== Records
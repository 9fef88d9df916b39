//! End-to-end adapter flow against the in-memory stores: registry dispatch,
//! normalization and the audit trail, without any network.

use std::sync::Arc;

use async_trait::async_trait;
use chrono::NaiveDate;
use uuid::Uuid;

use appsight_adapters::{
    AdMobApi, AdMobCollector, AdReportRow, AdapterError, CollectContext, CollectorRegistry, Page,
    StripeApi, StripeCharge, StripeCollector, StripeRefund, StripeSubscription, SubscriptionQuery,
};
use appsight_core::{
    AdMobCredentials, CollectionStatus, CredentialRecord, SourceCredentials, SourceKind,
    StripeCredentials,
};
use appsight_storage::{DateFilter, LogFilter, Stores};

struct OneRowAdMob;

#[async_trait]
impl AdMobApi for OneRowAdMob {
    async fn network_report(
        &self,
        _creds: &AdMobCredentials,
        _date: NaiveDate,
    ) -> Result<Vec<AdReportRow>, AdapterError> {
        Ok(vec![AdReportRow {
            app_id: Some("ca-app-pub-9".into()),
            app_name: None,
            country: Some("GB".into()),
            earnings_micros: 5_000_000,
            impressions: 2000,
            clicks: 40,
            currency: Some("USD".into()),
        }])
    }
}

struct EmptyStripe;

#[async_trait]
impl StripeApi for EmptyStripe {
    async fn subscriptions(
        &self,
        _key: &str,
        _query: SubscriptionQuery,
        _cursor: Option<String>,
    ) -> Result<Page<StripeSubscription>, AdapterError> {
        Ok(Page {
            data: Vec::new(),
            has_more: false,
        })
    }

    async fn charges(
        &self,
        _key: &str,
        _start: i64,
        _end: i64,
        _cursor: Option<String>,
    ) -> Result<Page<StripeCharge>, AdapterError> {
        Ok(Page {
            data: Vec::new(),
            has_more: false,
        })
    }

    async fn refunds(
        &self,
        _key: &str,
        _start: i64,
        _end: i64,
        _cursor: Option<String>,
    ) -> Result<Page<StripeRefund>, AdapterError> {
        Ok(Page {
            data: Vec::new(),
            has_more: false,
        })
    }
}

fn credential(user_id: Uuid, credentials: SourceCredentials) -> CredentialRecord {
    CredentialRecord {
        user_id,
        credentials,
        is_configured: true,
        last_tested_at: None,
        test_status: None,
    }
}

#[tokio::test]
async fn registry_dispatch_collects_and_audits_per_source() {
    let (stores, _memory) = Stores::in_memory();
    let date = NaiveDate::from_ymd_opt(2026, 3, 2).unwrap();
    let ctx = CollectContext::with_date(stores, date);
    let user = Uuid::new_v4();

    let mut registry = CollectorRegistry::default();
    registry.register(Arc::new(AdMobCollector::new(Arc::new(OneRowAdMob))));
    registry.register(Arc::new(StripeCollector::new(Arc::new(EmptyStripe))));
    assert_eq!(registry.len(), 2);
    assert!(registry.get(SourceKind::GooglePlay).is_none());

    let records = [
        credential(
            user,
            SourceCredentials::AdMob(AdMobCredentials {
                client_id: "client".into(),
                client_secret: "secret".into(),
                refresh_token: "refresh".into(),
                publisher_id: "pub-9".into(),
            }),
        ),
        credential(
            user,
            SourceCredentials::Stripe(StripeCredentials {
                secret_key: "sk_test".into(),
            }),
        ),
    ];
    for record in &records {
        let collector = registry.get(record.credentials.kind()).unwrap();
        collector.collect(&ctx, record).await.unwrap();
    }

    let ad_rows = ctx
        .stores
        .metrics
        .ad_revenue(user, DateFilter::default())
        .await
        .unwrap();
    assert_eq!(ad_rows.len(), 1);
    assert_eq!(ad_rows[0].estimated_revenue, 5.0);
    assert!((ad_rows[0].ecpm - 2.5).abs() < 1e-9);
    assert_eq!(ad_rows[0].country, "GB");

    let stripe_rows = ctx
        .stores
        .metrics
        .stripe(user, DateFilter::default())
        .await
        .unwrap();
    assert_eq!(stripe_rows.len(), 1);
    assert_eq!(stripe_rows[0].active_subscriptions, 0);
    assert_eq!(stripe_rows[0].churn_rate, 0.0);

    let logs = ctx
        .stores
        .logs
        .list(LogFilter {
            user_id: Some(user),
            ..Default::default()
        })
        .await
        .unwrap();
    assert_eq!(logs.len(), 2);
    assert!(logs
        .iter()
        .all(|entry| entry.status == CollectionStatus::Success));
}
====
◆ What you are asked to do
Search the entries for the word "AdMobCredentials" and gather every line where it appears.

◆ Task result
    AdMobCredentials, CollectionStatus, CredentialRecord, SourceCredentials, SourceKind,
        _creds: &AdMobCredentials,
            SourceCredentials::AdMob(AdMobCredentials {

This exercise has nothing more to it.